Since the 'end' of Biafra-Nigeria war, views have been expressed
in certain quarters that Gowon's government masterminded an official
multiple containment policy of exclusion that every Nigerian
government has implemented against the Igbo ever since. And this
continues to take its
toll
on the Igbo in particular and the Nigerian State in general, even
though their rulers continue to be in denial.
In his recent BBC interview reported on the front page of the Christmas 2002 special edition USAfria The Newspaper (dated January 15, 2003) and the Lagos newspapaper, Vanguard (of December 23, 2002), Gowon appears to have deconstructed his own mind implicitly. And in doing that he said what we have always known and feared, that he would not have 'spared' if they had captured him. What with his recent utterances in a BBC interview regarding the hero and Oxford-trained former head of state of the defunct Republic of Biafra, Chukwuemeka Odumegwu Ojukwu, who courageously led his people to challenge injustice and an extermination and genocidal war against Igbos and other easterners. Gowon, as we know served as the leader of the Nigeria soldiers having seized power by military coup in 1966.

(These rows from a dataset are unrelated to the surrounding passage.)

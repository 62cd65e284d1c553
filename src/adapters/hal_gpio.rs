//! [`GpioPort`] over a single `embedded-hal` output pin.
//!
//! Any HAL that implements [`OutputPin`] (ESP-IDF, RP2040, Linux
//! `gpio-cdev` wrappers...) plugs in here.  The adapter is bound to one
//! [`PinId`] and refuses requests for any other line.

use embedded_hal::digital::{Error as _, OutputPin, PinState};
use log::warn;

use crate::app::ports::GpioPort;
use crate::error::GpioError;
use crate::pins::PinId;

pub struct HalGpio<P> {
    id: PinId,
    pin: P,
    owner: Option<&'static str>,
}

impl<P: OutputPin> HalGpio<P> {
    pub fn new(id: PinId, pin: P) -> Self {
        Self {
            id,
            pin,
            owner: None,
        }
    }

    pub fn owner(&self) -> Option<&'static str> {
        self.owner
    }

    /// Give the pin back to the caller.
    pub fn into_inner(self) -> P {
        self.pin
    }

    fn drive(&mut self, level: PinState) {
        if let Err(e) = self.pin.set_state(level) {
            warn!("{}: set {:?} failed ({:?})", self.id, level, e.kind());
        }
    }
}

impl<P: OutputPin + Send> GpioPort for HalGpio<P> {
    fn request(
        &mut self,
        pin: PinId,
        label: &'static str,
        initial: PinState,
    ) -> Result<(), GpioError> {
        if pin != self.id {
            return Err(GpioError::InvalidPin(pin));
        }
        if self.owner.is_some() {
            return Err(GpioError::Busy(pin));
        }
        self.owner = Some(label);
        self.drive(initial);
        Ok(())
    }

    fn write(&mut self, pin: PinId, level: PinState) {
        if pin != self.id || self.owner.is_none() {
            warn!("write to unrequested {} ignored", pin);
            return;
        }
        self.drive(level);
    }

    fn free(&mut self, pin: PinId) {
        if pin == self.id {
            self.owner = None;
        }
    }
}
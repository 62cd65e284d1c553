//! Device attribute core.
//!
//! Two independently locked components, a switchable LED and a running
//! sensor aggregator, exposed as named text attributes:
//!
//! - [`drivers::led::LedController`]: validated `0`/`1` writes that drive a
//!   GPIO line inside the same critical section that records the state.
//! - [`sensors::SensorAggregator`]: current/min/max/average over a stream of
//!   integer samples, with a non-blocking update path for interrupt-like
//!   producers.
//! - [`attributes::AttributeRegistry`]: `group/name` → typed show/store
//!   accessors, independent of any particular frontend.
//! - [`app::service::DeviceService`]: attach/detach lifecycle tying the
//!   three together.
//!
//! Hardware and the outside world are reached only through the traits in
//! [`app::ports`].

#![deny(unused_must_use)]

pub mod adapters;
pub mod app;
pub mod attributes;
pub mod config;
pub mod drivers;
pub mod error;
pub mod pins;
pub mod sensors;
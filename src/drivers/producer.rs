//! Background sample producer.
//!
//! Spawns a named thread that pulls samples from a [`SampleSource`] and
//! feeds them through [`SensorAggregator::update_from_isr`], the same
//! non-blocking path an interrupt handler would use.  The thread exits when
//! the source is exhausted or [`ProducerHandle::stop`] is called.

use std::sync::Arc;
use std::sync::atomic::{AtomicBool, AtomicU64, Ordering};
use std::thread::JoinHandle;
use std::time::Duration;

use log::{debug, info};

use crate::app::ports::SampleSource;
use crate::sensors::SensorAggregator;

pub struct ProducerHandle {
    stop: Arc<AtomicBool>,
    accepted: Arc<AtomicU64>,
    join: JoinHandle<()>,
}

impl ProducerHandle {
    /// Ask the producer to exit after its current sample.
    pub fn stop(&self) {
        self.stop.store(true, Ordering::Release);
    }

    /// Samples the aggregator has accepted so far.
    pub fn accepted(&self) -> u64 {
        self.accepted.load(Ordering::Relaxed)
    }

    pub fn is_finished(&self) -> bool {
        self.join.is_finished()
    }

    /// Wait for the thread to exit on its own, which a finite source does
    /// once exhausted.  Returns the number of accepted samples.
    pub fn join(self) -> u64 {
        if self.join.join().is_err() {
            log::error!("producer thread panicked");
        }
        self.accepted.load(Ordering::Relaxed)
    }

    /// [`stop`](Self::stop), then [`join`](Self::join).
    pub fn stop_and_join(self) -> u64 {
        self.stop();
        self.join()
    }
}

/// Spawn a producer thread.
///
/// `interval` is slept between samples; zero means "as fast as possible".
pub fn spawn_producer<S>(
    aggregator: Arc<SensorAggregator>,
    mut source: S,
    interval: Duration,
    name: &str,
) -> std::io::Result<ProducerHandle>
where
    S: SampleSource + 'static,
{
    let stop = Arc::new(AtomicBool::new(false));
    let accepted = Arc::new(AtomicU64::new(0));

    let thread_stop = Arc::clone(&stop);
    let thread_accepted = Arc::clone(&accepted);
    let thread_name = name.to_owned();

    info!("Spawning producer '{}' (interval={:?})", name, interval);

    let join = std::thread::Builder::new()
        .name(name.into())
        .spawn(move || {
            while !thread_stop.load(Ordering::Acquire) {
                let Some(sample) = source.next_sample() else {
                    debug!("producer '{}': source exhausted", thread_name);
                    break;
                };
                if aggregator.update_from_isr(sample) {
                    thread_accepted.fetch_add(1, Ordering::Relaxed);
                }
                if !interval.is_zero() {
                    std::thread::sleep(interval);
                }
            }
            info!(
                "producer '{}' stopped ({} samples accepted)",
                thread_name,
                thread_accepted.load(Ordering::Relaxed)
            );
        })?;

    Ok(ProducerHandle {
        stop,
        accepted,
        join,
    })
}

Would one be wrong in interpreting this as amounting to the same fate of instant brutal death meted out to the famed Biafran Commander and one of the principal actors of January 15, 1966 coup, Tim Onwuatuegwu and that intellectual giant, Dr. Kalu Ezera on proper identification after the war? Just to mention the most documented. Now can anyone reconcile this with Gowon's apologies over the war, especially at Afikpo about 1998, which was a subject of intense debate among the Igbo in the Diaspora?
Does Gowon in view of his upbeat of having another person's fate in his hands want anyone to take him serious in his traversing over Igboland with his 'Nigeria Prays?'
Is that not a half-hearted and hypocritical preoccupation that is deeply ingrained in the psyche of past and present Nigerian rulers when it comes to Igbo plight and the Nigerian question? Gowon is not God! And thank goodness, Gowon and his local and foreign advisers were not wiser than the Igbo who prevailed on the Biafran leader to proceed abroad at that moment in history.
Further, in Gowon's recent outbursts, he told the BBC that Odumegwu-Ojukwu couldn't be allowed to lead Nigeria because he once sought to divide it. I consider that ill motivated, inciting, very insensitive and most insincere as his authoritative position that he would not have 'spared' Ojukwu if he were captured.
If the fact must be restated, it was Gowon who was a party to the counter military coup of July 29, 1966, the sole aim of which was to effect the secession of Northern Region from the rest of the British contraption, Nigeria. Issuing from the above, Gowon proudly proclaimed to the entire world that there was no basis for one Nigeria. And when it suited him and his advisers, he reversed himself and assumed command over his superiors, thus seeking to bastardize hierarchical discipline in the Nigerian military.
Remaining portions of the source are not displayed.